EXERCISE
Below are some records. Print all of them exactly as they appear.

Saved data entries
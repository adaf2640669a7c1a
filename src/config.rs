use std::env;
use std::str::FromStr;
use std::time::Duration;

use anyhow::Context;
use chrono::Utc;

use crate::metrics::PurchaseConfig;

const DEFAULT_BONDS_URL: &str = "https://nasdaqbaltic.com/statistics/lv/bonds";

pub struct Config {
    pub bonds_url: String,
    pub database_url: String,
    pub warehouse_schema: String,
    pub warehouse_table: String,
    pub http_timeout: Duration,
    pub purchase: PurchaseConfig,
}

impl Config {
    pub fn from_env() -> anyhow::Result<Self> {
        Ok(Self {
            bonds_url: env::var("BONDS_URL").unwrap_or_else(|_| DEFAULT_BONDS_URL.to_string()),
            database_url: env::var("DATABASE_URL").context("DATABASE_URL is required")?,
            warehouse_schema: env::var("WAREHOUSE_SCHEMA").context("WAREHOUSE_SCHEMA is required")?,
            warehouse_table: env::var("WAREHOUSE_TABLE").context("WAREHOUSE_TABLE is required")?,
            http_timeout: Duration::from_secs(env_or("HTTP_TIMEOUT_SECS", 30u64)?),
            purchase: PurchaseConfig {
                units_to_buy: env_or("UNITS_TO_BUY", 7)?,
                commission_rate_pct: env_or("COMMISSION_RATE_PCT", 0.2)?,
                min_commission_amount: env_or("MIN_COMMISSION_EUR", 20.0)?,
                monthly_interest_rate_pct: env_or("MONTHLY_INTEREST_RATE_PCT", 0.01)?,
                monthly_account_fee: env_or("MONTHLY_ACCOUNT_FEE_EUR", 1.0)?,
                tax_rate: env_or("TAX_RATE", 0.255)?,
                reference_date: Utc::now().date_naive(),
            },
        })
    }
}

fn env_or<T>(key: &str, default: T) -> anyhow::Result<T>
where
    T: FromStr,
    T::Err: std::error::Error + Send + Sync + 'static,
{
    match env::var(key) {
        Ok(raw) => raw
            .parse()
            .with_context(|| format!("invalid value for {key}")),
        Err(_) => Ok(default),
    }
}
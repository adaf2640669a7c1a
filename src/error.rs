use thiserror::Error;

/// Fatal pipeline failures. Anything here aborts the run before (or instead
/// of) writing; per-cell parse failures are plain `None` values and never
/// reach this type.
#[derive(Debug, Error)]
pub enum PipelineError {
    #[error("fetch failed: {0}")]
    Fetch(#[from] reqwest::Error),

    #[error("fetch returned status {status}")]
    FetchStatus { status: reqwest::StatusCode },

    #[error("table extraction failed: {0}")]
    Extraction(String),

    #[error("warehouse append failed: {0}")]
    Write(#[from] sqlx::Error),
}
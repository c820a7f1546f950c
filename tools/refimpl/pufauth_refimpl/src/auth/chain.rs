//! Hash-chain values shared by both parties.
//!
//! Every digest is SHA-256 over the concatenated bit vectors:
//!
//! - auth1    = H(n || r)
//! - auth2    = H(n || m+1 || r')
//! - auth3    = H(n || m+2)
//! - next_sid = H(n || m+2 || sid)
//! - c'       = H(n || m || c), repeated to the challenge width
//!
//! where r is the stored response, r' the response to c'.

use super::types::Identifier;
use crate::bits::{BitVector, Digest};
use crate::crypto::traits::Hash;

pub fn auth1(hash: &dyn Hash, n: &BitVector, response: &BitVector) -> Digest {
    Digest::of(hash, &n.concat(response))
}

pub fn auth2(hash: &dyn Hash, n: &BitVector, m_plus_1: &BitVector, next_response: &BitVector) -> Digest {
    Digest::of(hash, &n.concat(m_plus_1).concat(next_response))
}

pub fn auth3(hash: &dyn Hash, n: &BitVector, m_plus_2: &BitVector) -> Digest {
    Digest::of(hash, &n.concat(m_plus_2))
}

pub fn next_sid(hash: &dyn Hash, n: &BitVector, m_plus_2: &BitVector, sid: &Identifier) -> Identifier {
    Identifier::from_digest(Digest::of(hash, &n.concat(m_plus_2).concat(&sid.to_bits())))
}

/// Next-round challenge: the digest of `n || m || challenge`, repeated
/// until it covers `width` bits and truncated there. Both sides compute
/// it independently so the challenge never crosses the wire.
pub fn derive_next_challenge(
    hash: &dyn Hash,
    n: &BitVector,
    m: &BitVector,
    challenge: &BitVector,
    width: usize,
) -> BitVector {
    let seed = Digest::of(hash, &n.concat(m).concat(challenge)).to_bits();
    let period = seed.len();
    BitVector::from_bits((0..width).map(|i| seed.bit(i % period)))
}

RESULT OF THIS EXERCISE
repository adaf2640669a7c1a
filename src/config.rs
use std::env;
use std::str::FromStr;
use std::time::Duration;

use anyhow::Context;
use chrono::Utc;

use crate::metrics::PurchaseConfig;

const DEFAULT_BONDS_URL: &str = "https://nasdaqbaltic.com/statistics/lv/bonds";

pub struct Config {
    pub bonds_url: String,
    pub database_url: String,
    pub warehouse_schema: String,
    pub warehouse_table: String,
    pub http_timeout: Duration,
    pub purchase: PurchaseConfig,
}

impl Config {
    pub fn from_env() -> anyhow::Result<Self> {
        Ok(Self {
            bonds_url: env::var("BONDS_URL").unwrap_or_else(|_| DEFAULT_BONDS_URL.to_string()),
            database_url: env::var("DATABASE_URL").context("DATABASE_URL is required")?,
            warehouse_schema: env::var("WAREHOUSE_SCHEMA").context("WAREHOUSE_SCHEMA is required")?,
            warehouse_table: env::var("WAREHOUSE_TABLE").context("WAREHOUSE_TABLE is required")?,
            http_timeout: Duration::from_secs(env_or("HTTP_TIMEOUT_SECS", 30u64)?),
            purchase: PurchaseConfig {
                units_to_buy: env_or("UNITS_TO_BUY", 7)?,
                commission_rate_pct: env_or("COMMISSION_RATE_PCT", 0.2)?,
                min_commission_amount: env_or("MIN_COMMISSION_EUR", 20.0)?,
                monthly_interest_rate_pct: env_or("MONTHLY_INTEREST_RATE_PCT", 0.01)?,
                monthly_account_fee: env_or("MONTHLY_ACCOUNT_FEE_EUR", 1.0)?,
                tax_rate: env_or("TAX_RATE", 0.255)?,
                reference_date: Utc::now().date_naive(),
            },
        })
    }
}

fn env_or<T>(key: &str, default: T) -> anyhow::Result<T>
where
    T: FromStr,
    T::Err: std::error::Error + Send + Sync + 'static,
{
    match env::var(key) {
        Ok(raw) => raw
            .parse()
            .with_context(|| format!("invalid value for {key}")),
        Err(_) => Ok(default),
    }
}
repository adaf2640669a7c1a
filename src/error.rs
use thiserror::Error;

/// Fatal pipeline failures. Anything here aborts the run before (or instead
/// of) writing; per-cell parse failures are plain `None` values and never
/// reach this type.
#[derive(Debug, Error)]
pub enum PipelineError {
    #[error("fetch failed: {0}")]
    Fetch(#[from] reqwest::Error),

    #[error("fetch returned status {status}")]
    FetchStatus { status: reqwest::StatusCode },

    #[error("table extraction failed: {0}")]
    Extraction(String),

    #[error("warehouse append failed: {0}")]
    Write(#[from] sqlx::Error),
}
repository c820a7f1546f950c
filename tools/refimpl/pufauth_refimpl/src/auth/chain.rs
//! Hash-chain values shared by both parties.
//!
//! Every digest is SHA-256 over the concatenated bit vectors:
//!
//! - auth1    = H(n || r)
//! - auth2    = H(n || m+1 || r')
//! - auth3    = H(n || m+2)
//! - next_sid = H(n || m+2 || sid)
//! - c'       = H(n || m || c), repeated to the challenge width
//!
//! where r is the stored response, r' the response to c'.

use super::types::Identifier;
use crate::bits::{BitVector, Digest};
use crate::crypto::traits::Hash;

pub fn auth1(hash: &dyn Hash, n: &BitVector, response: &BitVector) -> Digest {
    Digest::of(hash, &n.concat(response))
}

pub fn auth2(hash: &dyn Hash, n: &BitVector, m_plus_1: &BitVector, next_response: &BitVector) -> Digest {
    Digest::of(hash, &n.concat(m_plus_1).concat(next_response))
}

pub fn auth3(hash: &dyn Hash, n: &BitVector, m_plus_2: &BitVector) -> Digest {
    Digest::of(hash, &n.concat(m_plus_2))
}

pub fn next_sid(hash: &dyn Hash, n: &BitVector, m_plus_2: &BitVector, sid: &Identifier) -> Identifier {
    Identifier::from_digest(Digest::of(hash, &n.concat(m_plus_2).concat(&sid.to_bits())))
}

/// Next-round challenge: the digest of `n || m || challenge`, repeated
/// until it covers `width` bits and truncated there. Both sides compute
/// it independently so the challenge never crosses the wire.
pub fn derive_next_challenge(
    hash: &dyn Hash,
    n: &BitVector,
    m: &BitVector,
    challenge: &BitVector,
    width: usize,
) -> BitVector {
    let seed = Digest::of(hash, &n.concat(m).concat(challenge)).to_bits();
    let period = seed.len();
    BitVector::from_bits((0..width).map(|i| seed.bit(i % period)))
}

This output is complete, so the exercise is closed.